Hey everyone, i know this is a very common problem and i have looked over all the posts for the same type of area and still there is one problem that’s been annoying me. Heres the Scenario, basically i’ve made a flash advert within flash cs5 and am using AS3 and there is 4 scenes in total with different types of adverts on with navigation buttons on each scene with their instance own instance names of course etc.
I want to link each button to a different scene, but unfortunately everything I try seems to backfire with that annoying 1009 error (Advertv1_fla::MainTimeline/frame60()[Advertv1_fla.MainTimeline::frame60:3].

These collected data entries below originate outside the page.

//! Generic in-memory query cache for server collections.
//!
//! This module is API-agnostic. It provides:
//! - Stale-time caching of whole collections under a logical key
//! - Deduplication of concurrent loads and retry with backoff
//! - Optimistic writes with per-item rollback and reconciliation
//! - Change notifications for the UI

mod state;
mod store;
mod traits;

pub use state::{CacheResult, CacheSource, FetchOptions, QueryState, RetryPolicy};
pub use store::{CacheError, CacheEvent, PendingLoad, QueryCache};
pub use traits::{merge_patch, Cacheable, Patch, QueryKey};
use super::input::{InputResult, TextInput};
use super::KeyResult;
use crate::api::Country;
use crossterm::event::{KeyCode, KeyEvent};
use ratatui::prelude::*;
use ratatui::widgets::{Block, Borders, List, ListItem, ListState, Paragraph};

/// Events emitted by the country picker that parent needs to handle
#[derive(Debug, Clone, PartialEq, Eq)]
pub enum CountryPickerEvent {
  /// Country chosen
  Selected(Country),
}

/// Searchable country list inside the edit modal
#[derive(Debug, Clone, Default)]
pub struct CountryPicker {
  search: TextInput,
  selected: usize,
}

impl CountryPicker {
  pub fn new() -> Self {
    Self::default()
  }

  pub fn reset(&mut self) {
    self.search.clear();
    self.selected = 0;
  }

  /// Countries whose name contains the search text, case-insensitively
  pub fn visible<'a>(&self, countries: &'a [Country]) -> Vec<&'a Country> {
    let needle = self.search.value().trim().to_lowercase();
    countries
      .iter()
      .filter(|c| needle.is_empty() || c.name.to_lowercase().contains(&needle))
      .collect()
  }

  pub fn handle_key(&mut self, key: KeyEvent, countries: &[Country]) -> KeyResult<CountryPickerEvent> {
    let visible = self.visible(countries);
    match key.code {
      KeyCode::Down => {
        if !visible.is_empty() {
          self.selected = (self.selected + 1) % visible.len();
        }
        KeyResult::Handled
      }
      KeyCode::Up => {
        if !visible.is_empty() {
          self.selected = if self.selected == 0 {
            visible.len() - 1
          } else {
            self.selected - 1
          };
        }
        KeyResult::Handled
      }
      KeyCode::Enter => match visible.get(self.selected) {
        Some(country) => KeyResult::Event(CountryPickerEvent::Selected((*country).clone())),
        None => KeyResult::Handled,
      },
      KeyCode::Esc | KeyCode::Tab | KeyCode::BackTab => KeyResult::NotHandled,
      _ => match self.search.handle_key(key) {
        InputResult::Changed => {
          self.selected = 0;
          KeyResult::Handled
        }
        InputResult::Consumed => KeyResult::Handled,
        _ => KeyResult::NotHandled,
      },
    }
  }

  pub fn render(
    &self,
    frame: &mut Frame,
    area: Rect,
    countries: &[Country],
    loading: bool,
    current_id: &str,
    focused: bool,
  ) {
    let border = if focused { Color::Yellow } else { Color::DarkGray };
    let block = Block::default()
      .borders(Borders::ALL)
      .border_style(Style::default().fg(border))
      .title(" Country ");
    let inner = block.inner(area);
    frame.render_widget(block, area);

    if inner.height < 2 {
      return;
    }

    let [search_area, list_area] =
      Layout::vertical([Constraint::Length(1), Constraint::Min(1)]).areas(inner);

    let search_line = Line::from(vec![
      Span::styled("Search: ", Style::default().fg(Color::DarkGray)),
      Span::raw(self.search.value()),
      if focused {
        Span::styled("_", Style::default().fg(Color::Yellow))
      } else {
        Span::raw("")
      },
    ]);
    frame.render_widget(Paragraph::new(search_line), search_area);

    if loading && countries.is_empty() {
      let paragraph = Paragraph::new("Loading countries...").style(Style::default().fg(Color::DarkGray));
      frame.render_widget(paragraph, list_area);
      return;
    }

    let visible = self.visible(countries);
    if visible.is_empty() {
      let paragraph = Paragraph::new("No countries found").style(Style::default().fg(Color::DarkGray));
      frame.render_widget(paragraph, list_area);
      return;
    }

    let items: Vec<ListItem> = visible
      .iter()
      .map(|country| {
        let style = if country.id == current_id {
          Style::default().fg(Color::Green).bold()
        } else {
          Style::default().fg(Color::Cyan)
        };
        ListItem::new(Line::from(Span::styled(country.name.as_str(), style)))
      })
      .collect();

    let list = List::new(items).highlight_style(Style::default().bg(Color::DarkGray).fg(Color::White));

    let mut state = ListState::default();
    if focused {
      state.select(Some(self.selected.min(visible.len() - 1)));
    }
    frame.render_stateful_widget(list, list_area, &mut state);
  }
}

Now after reading countless times about this error being caused due to referencing something that hasn’t loaded up yet i checked and made sure that the actionscript is wrote up on the last frame of scene 1:
stop();
design_btn.addEventListener(MouseEvent.CLICK, nxtScene);
function nxtScene(event:MouseEvent):void{
gotoAndPlay(“design”);
}
Design being the label name of a frame on Scene 2 (one of the first frames)
What i think the problem is that the 1009 error happens because the frame that i am referencing is on another scene which hasn’t loaded up yet (due scene 1 being visible). The 1009 error message appears within the Output window and not the Compiler error, when the movie runs the animations etc of Scene 1 the stop command comes into play of course and from there the button that i’m assigning the AS3 to called design_btn doesn’t do anything.
Now like i said its been bugging me for awhile after looking frantically for a solution around different forum posts, so I’ve decided to post the problem myself that i’m having just to see if anyone has any ideas on solving the problem. Thanks for your time.
Note: The reason why i used scenes was because I was specifically tasked to create an advert that uses scenes, normally i would avoid them and just use one timeline with different frames for sections etc. Also if there is a solution, then i need to know asap, hopefully before saturday if its not too much trouble.